*Exercise*. Every line in the data below that includes "const" belongs in the answer, copied as it stands.
══ Exercise data
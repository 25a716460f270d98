use crate::error::CpuError;
use crate::memory::Bus;

use super::{control, Cpu};

/// Opcode handler: applies one instruction to the CPU and the shared bus.
///
/// A handler must advance PC past every byte of its encoding and charge its
/// cycle cost with [`Cpu::add_cycles`].
pub type OpHandler = fn(&mut Cpu, &mut dyn Bus) -> Result<(), CpuError>;

/// Primary opcode that routes into the extended table.
pub const PREFIX_CB: u8 = 0xCB;

/// The two 256-entry dispatch tables.
///
/// Lookup is a direct array index. The primary entry for [`PREFIX_CB`] is
/// fixed to [`control::prefix_cb`], which reads the next byte and dispatches
/// through the extended table.
#[derive(Clone)]
pub struct OpcodeTables {
    primary: [Option<OpHandler>; 256],
    extended: [Option<OpHandler>; 256],
}

impl Default for OpcodeTables {
    fn default() -> Self {
        Self::new()
    }
}

impl std::fmt::Debug for OpcodeTables {
    fn fmt(&self, f: &mut std::fmt::Formatter<'_>) -> std::fmt::Result {
        let (primary, extended) = self.registered();
        f.debug_struct("OpcodeTables")
            .field("primary", &primary)
            .field("extended", &extended)
            .finish()
    }
}

impl OpcodeTables {
    /// Empty tables apart from the 0xCB prefix entry.
    pub fn new() -> Self {
        let mut primary: [Option<OpHandler>; 256] = [None; 256];
        primary[PREFIX_CB as usize] = Some(control::prefix_cb);
        Self {
            primary,
            extended: [None; 256],
        }
    }

    /// Tables pre-populated with the interrupt-control instructions
    /// (NOP, DI, EI, RETI).
    pub fn with_control() -> Self {
        let mut tables = Self::new();
        tables.primary[0x00] = Some(control::nop);
        tables.primary[0xF3] = Some(control::di);
        tables.primary[0xFB] = Some(control::ei);
        tables.primary[0xD9] = Some(control::reti);
        tables
    }

    /// Install `handler` for a primary opcode, replacing any previous entry.
    ///
    /// The 0xCB slot is part of the two-level dispatch contract and is
    /// refused.
    pub fn register(&mut self, opcode: u8, handler: OpHandler) -> Result<&mut Self, CpuError> {
        if opcode == PREFIX_CB {
            return Err(CpuError::ReservedPrefix);
        }
        self.primary[opcode as usize] = Some(handler);
        Ok(self)
    }

    /// Install `handler` for the extended opcode `0xCB opcode`.
    pub fn register_extended(&mut self, opcode: u8, handler: OpHandler) -> &mut Self {
        self.extended[opcode as usize] = Some(handler);
        self
    }

    #[inline]
    pub fn primary(&self, opcode: u8) -> Option<OpHandler> {
        self.primary[opcode as usize]
    }

    #[inline]
    pub fn extended(&self, opcode: u8) -> Option<OpHandler> {
        self.extended[opcode as usize]
    }

    /// Number of registered (primary, extended) entries.
    pub fn registered(&self) -> (usize, usize) {
        (
            self.primary.iter().flatten().count(),
            self.extended.iter().flatten().count(),
        )
    }
}
mod control;
mod helpers;
mod init;
mod interrupts;
mod regs;
mod step;
mod table;

pub use control::{di, ei, nop, prefix_cb, reti};
pub use regs::{Flag, Registers};
pub use table::{OpHandler, OpcodeTables, PREFIX_CB};

/// Cycles charged for accepting an interrupt (5 M-cycles).
pub const INTERRUPT_DISPATCH_CYCLES: u32 = 20;

/// Game Boy CPU (SM83) dispatch core.
///
/// Owns the register file, IME, the per-step clock accumulator and its copy
/// of the opcode tables. Memory is not owned: every `step` receives the
/// shared bus explicitly, and opcode handlers get that same handle.
#[derive(Clone, Debug)]
pub struct Cpu {
    pub regs: Registers,
    /// Interrupt Master Enable.
    pub ime: bool,
    /// T-cycles accumulated during the current `step`.
    clock: u32,
    tables: OpcodeTables,
}

impl Cpu {
    #[inline]
    pub fn flag(&self, flag: Flag) -> bool {
        self.regs.flag(flag)
    }

    #[inline]
    pub fn set_flag(&mut self, flag: Flag, value: bool) {
        self.regs.set_flag(flag, value);
    }

    #[inline]
    pub fn clear_flags(&mut self) {
        self.regs.set_f(0);
    }

    /// Cycles consumed by the most recent `step`.
    #[inline]
    pub fn clock(&self) -> u32 {
        self.clock
    }

    /// Charge `cycles` T-cycles to the current step. Called by opcode
    /// handlers to report their cost.
    #[inline]
    pub fn add_cycles(&mut self, cycles: u32) {
        self.clock += cycles;
    }

    pub fn tables(&self) -> &OpcodeTables {
        &self.tables
    }

    pub fn tables_mut(&mut self) -> &mut OpcodeTables {
        &mut self.tables
    }
}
════
*Reply*.
pub const PREFIX_CB: u8 = 0xCB;
pub const INTERRUPT_DISPATCH_CYCLES: u32 = 20;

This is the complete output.